Print exactly the lines starting at the one that contains "symbol.extend_from_slice(body);" and ending at the last line of the listing below.
__________________________________________________
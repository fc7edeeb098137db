//! OFDM Modulation
//!
//! Maps a payload symbol stream onto the subcarrier grid, inserts the sync
//! symbol at the head of every slot and produces the time-domain frame with
//! cyclic prefixes.

use crate::config::OfdmConfig;
use crate::dft::OfdmTransform;
use crate::grid::{CarrierSet, GridParameters};
use crate::sync_sequence::SyncSequenceGenerator;
use crate::{DATA_SYMBOLS_PER_SLOT, SYMBOLS_PER_SLOT};
use common::types::Sample;
use ndarray::Array2;
use std::sync::Arc;
use tracing::debug;

/// OFDM modulator
#[derive(Debug, Clone)]
pub struct OfdmModulator {
    /// Shared grid geometry
    grid: Arc<GridParameters>,
    /// Planned inverse transform
    transform: OfdmTransform,
    /// Sync symbol content
    sync: SyncSequenceGenerator,
    /// Time-domain scale
    amplitude: f64,
}

impl OfdmModulator {
    /// Create a new OFDM modulator
    pub fn new(grid: Arc<GridParameters>, config: &OfdmConfig) -> Self {
        let transform = OfdmTransform::new(grid.fft_size());
        Self {
            grid,
            transform,
            sync: SyncSequenceGenerator::from_config(&config.sync),
            amplitude: config.amplitude,
        }
    }

    pub fn grid(&self) -> &Arc<GridParameters> {
        &self.grid
    }

    /// Number of OFDM symbols (sync included) a payload occupies
    pub fn symbol_count(&self, payload_len: usize) -> usize {
        let data_rows = data_row_count(payload_len, self.grid.data_carrier_count());
        data_rows / DATA_SYMBOLS_PER_SLOT * SYMBOLS_PER_SLOT
    }

    /// Frequency-domain symbol grid of shape `(num_symbols, fft_size)`
    ///
    /// Rows are in centered order. Row 0 of every slot holds the sync
    /// pattern; data rows carry payload on the data subcarriers and the
    /// pilot value on the pilot subcarriers.
    pub fn build_grid(&self, payload: &[Sample]) -> Array2<Sample> {
        let n = self.grid.fft_size();
        let data_carriers = self.grid.active_carriers(CarrierSet::Data);
        let pilot_value = self.grid.pilot_value();
        let num_symbols = self.symbol_count(payload.len());

        let sync_row = self.sync.frequency_pattern(&self.grid);
        let mut chunks = payload.chunks(data_carriers.len());

        let mut symbols = Array2::<Sample>::zeros((num_symbols, n));
        for (index, mut row) in symbols.outer_iter_mut().enumerate() {
            if index % SYMBOLS_PER_SLOT == 0 {
                for (dst, &src) in row.iter_mut().zip(&sync_row) {
                    *dst = src;
                }
                continue;
            }

            for &k in self.grid.pilot_carriers() {
                row[k] = pilot_value;
            }
            // Rows past the payload stay zero apart from pilots
            if let Some(chunk) = chunks.next() {
                for (&k, &value) in data_carriers.iter().zip(chunk) {
                    row[k] = value;
                }
            }
        }

        debug!(
            "Built symbol grid: {} payload values into {} symbols ({} slots)",
            payload.len(),
            num_symbols,
            num_symbols / SYMBOLS_PER_SLOT
        );
        symbols
    }

    /// Modulate a payload into a `(num_symbols, fft_size + cp_len)` matrix
    pub fn modulate(&self, payload: &[Sample]) -> Array2<Sample> {
        let symbols = self.build_grid(payload);
        let symbol_len = self.grid.symbol_len();

        let mut frame = Array2::<Sample>::zeros((symbols.nrows(), symbol_len));
        for (spectrum, mut out) in symbols.outer_iter().zip(frame.outer_iter_mut()) {
            let centered = spectrum.to_vec();
            let timed = self.add_cyclic_prefix(&self.transform.synthesize(&centered));
            for (dst, src) in out.iter_mut().zip(timed) {
                *dst = src * self.amplitude;
            }
        }

        debug!(
            "Modulated {} symbols, {} samples",
            frame.nrows(),
            frame.len()
        );
        frame
    }

    /// Modulate a payload into a contiguous sample stream
    pub fn modulate_flat(&self, payload: &[Sample]) -> Vec<Sample> {
        self.modulate(payload).iter().copied().collect()
    }

    /// Time-domain body of the sync symbol at transmit scale, without CP
    pub fn sync_reference(&self) -> Vec<Sample> {
        let pattern = self.sync.frequency_pattern(&self.grid);
        self.transform
            .synthesize(&pattern)
            .into_iter()
            .map(|s| s * self.amplitude)
            .collect()
    }

    /// Prepend the last `cp_len` samples of the symbol body
    fn add_cyclic_prefix(&self, body: &[Sample]) -> Vec<Sample> {
        let cp_len = self.grid.cyclic_prefix_len();
        let mut symbol = Vec::with_capacity(body.len() + cp_len);
        symbol.extend_from_slice(&body[body.len() - cp_len..]);
        symbol.extend_from_slice(body);
        symbol
    }
}

/// Data rows needed for a payload, rounded up to whole slots
fn data_row_count(payload_len: usize, per_row: usize) -> usize {
    let rows = payload_len.div_ceil(per_row).max(1);
    rows.div_ceil(DATA_SYMBOLS_PER_SLOT) * DATA_SYMBOLS_PER_SLOT
}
__________________________________________________
## SOLUTION
        symbol.extend_from_slice(body);
        symbol
    }
}

/// Data rows needed for a payload, rounded up to whole slots
fn data_row_count(payload_len: usize, per_row: usize) -> usize {
    let rows = payload_len.div_ceil(per_row).max(1);
    rows.div_ceil(DATA_SYMBOLS_PER_SLOT) * DATA_SYMBOLS_PER_SLOT
}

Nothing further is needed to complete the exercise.